Cette dissociation entre simplicité structurale et complexité fonctionnelle constitue le point de départ du projet. Comment une protéine monodomaine peut-elle déployer une telle pléiotropie ? Ces activités reposent-elles sur une surface multifonctionnelle unique ou sur des régions structurales distinctes ? Peut-on identifier des modules responsables de fonctions spécifiques et les miniaturiser sans perte d'efficacité ?
Nous posons que REG3A agit comme une plateforme structurale multifonctionnelle dont différentes surfaces tridimensionnelles, partiellement indépendantes du site lectinique, portent des fonctions distinctes. Elle pourrait interagir non seulement avec des glycoconjugués microbiens, mais aussi avec des partenaires protéiques de l'hôte, modulant inflammation, stress oxydant et remodelage tissulaire.
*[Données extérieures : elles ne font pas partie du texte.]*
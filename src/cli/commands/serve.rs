//! Serve command handler

use tokio::signal;
use tracing::{error, info};

use crate::api;
use crate::config::Config;

pub async fn cmd_serve(config: &Config) -> anyhow::Result<()> {
    info!("Larder v{} starting...", env!("CARGO_PKG_VERSION"));

    let state = api::create_app_state(config.clone()).await?;

    let port = config.server.port;
    let app = api::router(state);
    let addr = format!("0.0.0.0:{}", port);
    let listener = tokio::net::TcpListener::bind(&addr).await?;

    let server_handle = tokio::spawn(async move {
        info!("API server running at http://0.0.0.0:{}", port);
        if let Err(e) = axum::serve(listener, app).await {
            error!("Server error: {}", e);
        }
    });

    info!("Press Ctrl+C to stop.");

    match signal::ctrl_c().await {
        Ok(()) => {
            info!("Shutdown signal received");
        }
        Err(e) => {
            error!("Error listening for shutdown: {}", e);
        }
    }

    server_handle.abort();
    info!("Server stopped");

    Ok(())
}
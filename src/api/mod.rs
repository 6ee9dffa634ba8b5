use axum::{Router, http::HeaderValue, routing::get};
use std::sync::Arc;
use tower_http::cors::{Any, CorsLayer};
use tower_http::trace::TraceLayer;

use crate::config::Config;
use crate::db::Store;
use crate::models::ListingPolicy;

mod error;
mod recipes;
mod search;
mod types;
mod validation;

pub use error::ApiError;
pub use types::*;

#[derive(Clone)]
pub struct AppState {
    pub config: Arc<Config>,

    pub store: Store,

    /// Sort behavior resolved from `[listing]` once at startup.
    pub policy: ListingPolicy,
}

pub async fn create_app_state(config: Config) -> anyhow::Result<Arc<AppState>> {
    let policy = config.listing_policy()?;

    let store = Store::with_pool_options(
        &config.general.database_path,
        config.general.max_db_connections,
        config.general.min_db_connections,
    )
    .await?;

    Ok(Arc::new(AppState {
        config: Arc::new(config),
        store,
        policy,
    }))
}

pub fn router(state: Arc<AppState>) -> Router {
    let cors_origins = state.config.server.cors_allowed_origins.clone();

    let cors_layer = if cors_origins.contains(&"*".to_string()) {
        CorsLayer::new().allow_origin(Any)
    } else {
        let origins: Vec<HeaderValue> =
            cors_origins.iter().filter_map(|s| s.parse().ok()).collect();
        CorsLayer::new().allow_origin(origins)
    };

    Router::new()
        .route("/recipes", get(recipes::list_recipes))
        .route("/search", get(search::search_recipes))
        .with_state(state)
        .layer(cors_layer.allow_methods(Any).allow_headers(Any))
        .layer(TraceLayer::new_for_http())
}
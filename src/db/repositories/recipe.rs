use crate::entities::{prelude::*, recipes};
use crate::models::{RecipeFilter, RecipeRecord, SortKey, SortOrder};
use anyhow::Result;
use sea_orm::sea_query::{NullOrdering, OnConflict};
use sea_orm::{
    ColumnTrait, DatabaseConnection, EntityTrait, Order, PaginatorTrait, QueryFilter, QueryOrder,
    QuerySelect, Set, TransactionTrait,
};

/// SQLite caps bound parameters per statement; 500 rows of 10 columns stays
/// well under the limit.
const INSERT_CHUNK_SIZE: usize = 500;

pub struct RecipeRepository {
    conn: DatabaseConnection,
}

impl RecipeRepository {
    #[must_use]
    pub const fn new(conn: DatabaseConnection) -> Self {
        Self { conn }
    }

    const fn sort_column(key: SortKey) -> recipes::Column {
        match key {
            SortKey::Cuisine => recipes::Column::Cuisine,
            SortKey::Title => recipes::Column::Title,
            SortKey::Rating => recipes::Column::Rating,
            SortKey::PrepTime => recipes::Column::PrepTime,
            SortKey::CookTime => recipes::Column::CookTime,
            SortKey::TotalTime => recipes::Column::TotalTime,
            SortKey::Description => recipes::Column::Description,
            SortKey::Nutrients => recipes::Column::Nutrients,
            SortKey::Serves => recipes::Column::Serves,
        }
    }

    /// Insert or replace every record, keyed on `source_key`. Runs in a
    /// single transaction so a failure anywhere leaves the table untouched.
    pub async fn upsert_all(&self, records: &[RecipeRecord]) -> Result<()> {
        if records.is_empty() {
            return Ok(());
        }

        let txn = self.conn.begin().await?;

        for chunk in records.chunks(INSERT_CHUNK_SIZE) {
            let active_models: Vec<recipes::ActiveModel> = chunk
                .iter()
                .map(|record| recipes::ActiveModel {
                    source_key: Set(record.source_key.clone()),
                    cuisine: Set(record.cuisine.clone()),
                    title: Set(record.title.clone()),
                    rating: Set(record.rating),
                    prep_time: Set(record.prep_time),
                    cook_time: Set(record.cook_time),
                    total_time: Set(record.total_time),
                    description: Set(record.description.clone()),
                    nutrients: Set(record.nutrients.clone()),
                    serves: Set(record.serves.clone()),
                })
                .collect();

            Recipes::insert_many(active_models)
                .on_conflict(
                    OnConflict::column(recipes::Column::SourceKey)
                        .update_columns([
                            recipes::Column::Cuisine,
                            recipes::Column::Title,
                            recipes::Column::Rating,
                            recipes::Column::PrepTime,
                            recipes::Column::CookTime,
                            recipes::Column::TotalTime,
                            recipes::Column::Description,
                            recipes::Column::Nutrients,
                            recipes::Column::Serves,
                        ])
                        .to_owned(),
                )
                .exec(&txn)
                .await?;
        }

        txn.commit().await?;

        Ok(())
    }

    pub async fn count_all(&self) -> Result<u64> {
        let total = Recipes::find().count(&self.conn).await?;
        Ok(total)
    }

    /// One page of the full table in the requested ordering. `nulls_last`
    /// pushes rows with a null sort column behind all non-null rows in both
    /// directions.
    pub async fn list_page(
        &self,
        sort: SortKey,
        order: SortOrder,
        nulls_last: bool,
        limit: u64,
        offset: u64,
    ) -> Result<Vec<recipes::Model>> {
        let column = Self::sort_column(sort);
        let direction = match order {
            SortOrder::Asc => Order::Asc,
            SortOrder::Desc => Order::Desc,
        };

        let query = if nulls_last {
            Recipes::find().order_by_with_nulls(column, direction, NullOrdering::Last)
        } else {
            Recipes::find().order_by(column, direction)
        };

        // SQLite integer binds are i64; an offset past that is beyond any
        // table's last row anyway.
        let offset = offset.min(i64::MAX as u64);

        let rows = query.limit(limit).offset(offset).all(&self.conn).await?;
        Ok(rows)
    }

    /// All rows matching the filter, every criterion ANDed. Substring matches
    /// are wildcard-wrapped and bound, never spliced into the query text.
    pub async fn search(&self, filter: &RecipeFilter) -> Result<Vec<recipes::Model>> {
        let mut query = Recipes::find();

        if let Some(title) = &filter.title {
            query = query.filter(recipes::Column::Title.contains(title));
        }

        if let Some(cuisine) = &filter.cuisine {
            query = query.filter(recipes::Column::Cuisine.contains(cuisine));
        }

        if let Some(min_rating) = filter.min_rating {
            query = query.filter(recipes::Column::Rating.gte(min_rating));
        }

        if let Some(max_prep_time) = filter.max_prep_time {
            query = query.filter(recipes::Column::PrepTime.lte(max_prep_time));
        }

        let rows = query.all(&self.conn).await?;
        Ok(rows)
    }
}
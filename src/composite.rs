use std::fmt::Debug;
use std::hash::Hash;

use crate::{loader::KeyedLoader, slot::LoadFuture};

/// Loaders keyed by several independent values are plain [`KeyedLoader`]s over a tuple key. This
/// adds `load_composite(k1, .., kn)` for tuples of two to seven components so callers do not have
/// to build the tuple themselves.
macro_rules! load_composite {
    ($($key:ident: $ty:ident),+) => {
        impl<$($ty,)+ V> KeyedLoader<($($ty,)+), V>
        where
            ($($ty,)+): 'static + Eq + Hash + Clone + Debug + Send + Sync,
            V: 'static + Clone + Send + Sync,
        {
            pub fn load_composite(&self, $($key: $ty),+) -> LoadFuture<Option<V>> {
                self.load(($($key,)+))
            }
        }
    };
}

load_composite!(k1: K1, k2: K2);
load_composite!(k1: K1, k2: K2, k3: K3);
load_composite!(k1: K1, k2: K2, k3: K3, k4: K4);
load_composite!(k1: K1, k2: K2, k3: K3, k4: K4, k5: K5);
load_composite!(k1: K1, k2: K2, k3: K3, k4: K4, k5: K5, k6: K6);
load_composite!(k1: K1, k2: K2, k3: K3, k4: K4, k5: K5, k6: K6, k7: K7);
La similarité structurale avec certaines lectines de venin suggère que son architecture CRD peut servir de plateforme d'interactions protéine-protéine. L'intégrine α2β1, impliquée dans l'activation des cellules stellaires et la fibrose hépatique, sera étudiée comme modèle d'interaction récepteur-dépendante, sans constituer l'unique cible.
Le programme sur 36 mois vise à : (1) identifier les déterminants structuraux des différentes activités de REG3A ; (2) déterminer si ces fonctions sont dissociables au niveau moléculaire ; (3) concevoir et valider des modules miniaturisés capables de reproduire certaines activités, avec validation dans un modèle murin de stéatohépatite.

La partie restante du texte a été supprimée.